“The Incomparable Lado!” Lado Gudiashvili: The Parisian Period

Lidia Iovleva

Article: 
CURRENT EXHIBITIONS
Magazine issue: 
#4 2009 (25)

On November 17 2009, large crowds greeted the opening of the Lado Gudiashvili exhibition at the Tretyakov Gallery on Lavrushinsky Pereulok. Gudiashvili (1896-1980) was an outstanding 20th century Georgian artist; the current exhibition focuses on a short period of his creative life, the five years he spent in Paris from 1920 to 1925. These were Gudiashvili’s formative artistic years, in which he established the creative identity he would retain for the rest of his life; the style he developed in Paris made his art especially original and attractive. Anyone who came to Tbilisi during the post-war years wanted to visit the enigmatic master’s studio - and visitors always left enthralled by the warmth of this highly cultured, silver-haired artist who seemed to open his creative secrets exclusively for them.

Lado Gudiashvili (Vladimir Davidovich Gudiev-Gudiashvili, to give him his Russian name) was born in Tbilisi (then Tiflis) in 1896. From 1910-1914 he studied at the Tiflis school of Sculpture and Fine Art, which was under the supervision of the St. Petersburg Academy of Arts. By the end of the 1910s Gudiashvili was already working as an independent, promising young painter.

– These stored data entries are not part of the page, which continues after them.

//! File plumbing for the CLI host: atomic rewrite and change diff.

use std::io::Write;
use std::path::Path;

use similar::{ChangeTag, TextDiff};

/// Replace `path` with `contents` via a temp file in the same directory.
pub fn write_atomically(path: &Path, contents: &str) -> std::io::Result<()> {
    let dir = match path.parent() {
        Some(dir) if !dir.as_os_str().is_empty() => dir,
        _ => Path::new("."),
    };
    let permissions = std::fs::metadata(path).ok().map(|m| m.permissions());

    let mut tmp = tempfile::NamedTempFile::new_in(dir)?;
    tmp.write_all(contents.as_bytes())?;
    if let Some(permissions) = permissions {
        tmp.as_file().set_permissions(permissions)?;
    }
    tmp.persist(path).map_err(|e| e.error)?;
    Ok(())
}

/// Line diff of `old` → `new`, `-`/`+` for changes and a space for context.
pub fn line_diff(old: &str, new: &str) -> String {
    let diff = TextDiff::from_lines(old, new);
    let mut output = String::new();
    for change in diff.iter_all_changes() {
        let sign = match change.tag() {
            ChangeTag::Delete => "-",
            ChangeTag::Insert => "+",
            ChangeTag::Equal => " ",
        };
        // Display supplies the newline when the source line lacks one.
        output.push_str(&format!("{sign}{change}"));
    }
    output
}
//! `///GPT` instructions: documentation comments that ask for code.
//!
//! ```text
//! ///GPT Sort the users by signup date.
//! /// - Reference Doc: https://example.com/sorting
//! func sortUsers(_ users: [User]) -> [User] {
//! ```
//!
//! A block starts at a line whose trimmed text begins with `///GPT` and runs
//! over the following `///` lines. The first other line closes it and becomes
//! its anchor; generated code is inserted right below the anchor.

pub mod reference;

use reqwest::Url;
use thiserror::Error;
use tracing::debug;

use crate::document::Document;

const BLOCK_START: &str = "///GPT";
const CONTINUATION: &str = "///";
const REFERENCE_MARKER: &str = "- reference doc:";

#[derive(Debug, Error)]
pub enum InstructionError {
    #[error("failed to fetch {url}: {source}")]
    Fetch {
        url: String,
        #[source]
        source: reqwest::Error,
    },

    #[error("reference doc {0} is not valid UTF-8")]
    Decode(String),
}

/// One `///GPT` block.
#[derive(Debug, Clone, PartialEq, Eq)]
pub struct Instruction {
    pub lines: Vec<String>,
    /// Line that closed the block, or the last line at end of document.
    pub anchor: usize,
    pub reference_url: Option<Url>,
}

impl Instruction {
    /// The block's lines joined with `\n`.
    pub fn text(&self) -> String {
        self.lines.join("\n")
    }
}

/// Collect every instruction block, top to bottom.
pub fn extract_instructions<D>(doc: &D) -> Vec<Instruction>
where
    D: Document + ?Sized,
{
    let mut instructions = Vec::new();
    let mut current: Option<Instruction> = None;

    for index in 0..doc.line_count() {
        let line = doc.line(index).unwrap_or_default();
        let trimmed = line.trim();

        if trimmed.starts_with(BLOCK_START) {
            // A new block header directly after another continues the same block.
            current
                .get_or_insert_with(|| Instruction {
                    lines: Vec::new(),
                    anchor: index,
                    reference_url: None,
                })
                .lines
                .push(line.to_string());
        } else if let Some(block) = current.as_mut().filter(|_| trimmed.starts_with(CONTINUATION)) {
            block.lines.push(line.to_string());
            if let Some(url) = reference_url(line) {
                block.reference_url = Some(url);
            }
        } else if let Some(mut block) = current.take() {
            block.anchor = index;
            instructions.push(block);
        }
    }

    if let Some(mut block) = current {
        block.anchor = doc.line_count().saturating_sub(1);
        instructions.push(block);
    }

    debug!(count = instructions.len(), "extracted instructions");
    instructions
}

/// URL after a case-insensitive `- Reference Doc:` marker, if it parses.
fn reference_url(line: &str) -> Option<Url> {
    let lower = line.to_ascii_lowercase();
    let start = lower.find(REFERENCE_MARKER)? + REFERENCE_MARKER.len();
    Url::parse(line[start..].trim()).ok()
}

/// Insert each `(anchor, lines)` response below its anchor line.
///
/// Responses are applied bottom-up so anchors, which index the document
/// before any insertion, stay valid.
pub fn insert_responses<D>(doc: &mut D, mut responses: Vec<(usize, Vec<String>)>)
where
    D: Document + ?Sized,
{
    responses.sort_by(|a, b| b.0.cmp(&a.0));
    for (anchor, lines) in responses {
        let at = (anchor + 1).min(doc.line_count());
        for (offset, line) in lines.into_iter().enumerate() {
            doc.insert_line(at + offset, line);
        }
    }
}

Tiflis had a rich and vibrant artistic life in those years. A large group of creative literary-artistic intelligentsia was at once closely connected with national Georgian life and nurtured by the best traditions of European and Russian culture. Tiflis attracted many poets and avant-garde artists from Moscow and St. Petersburg; they came first out of curiosity, having heard about a unique artistic “paradise” in Tiflis, and later to get away from the troubled years of war and revolution. In the mid-1910s, in addition to such members of the Georgian intelligentsia as Grigol Robakidze, Tician Tabidze, Paolo Yashvili, and Georgi Leonidze, many well known non-Georgian artists and poets were working in Tiflis, such as Alexei Kruchenykh, Ilya and Kirill Zdanevich, Sergei Sudeikin, and Nikolai Evreinov.

It was precisely during those years that the world discovered the great Niko Pirosmani (Pirosmanashvili) who became a symbol of the artistic rise of Tiflis. Every body, including the young Lado, was fascinated by Pirosmani’s art, which was very ethnic in its character and spirit. The favorite motifs of Pirosmani’s paintings were princes’ feasts and carousing “kintos” (vagabond tradesmen). Gudiashvili loved these motifs, too. However, as opposed to the self-taught genius Pirosmani, Gudiashvili studied extensively, and by the end of the 1910s he had become a renowned professional painter whose works were widely exhibited in Tiflis. At the end of 1919, the Society of Georgian Painters sent Gudiashvili to study in Paris; the society also sent to France his older colleague and friend David Kakabadze (1889-1952), who later became a founder of cubism in Georgian art.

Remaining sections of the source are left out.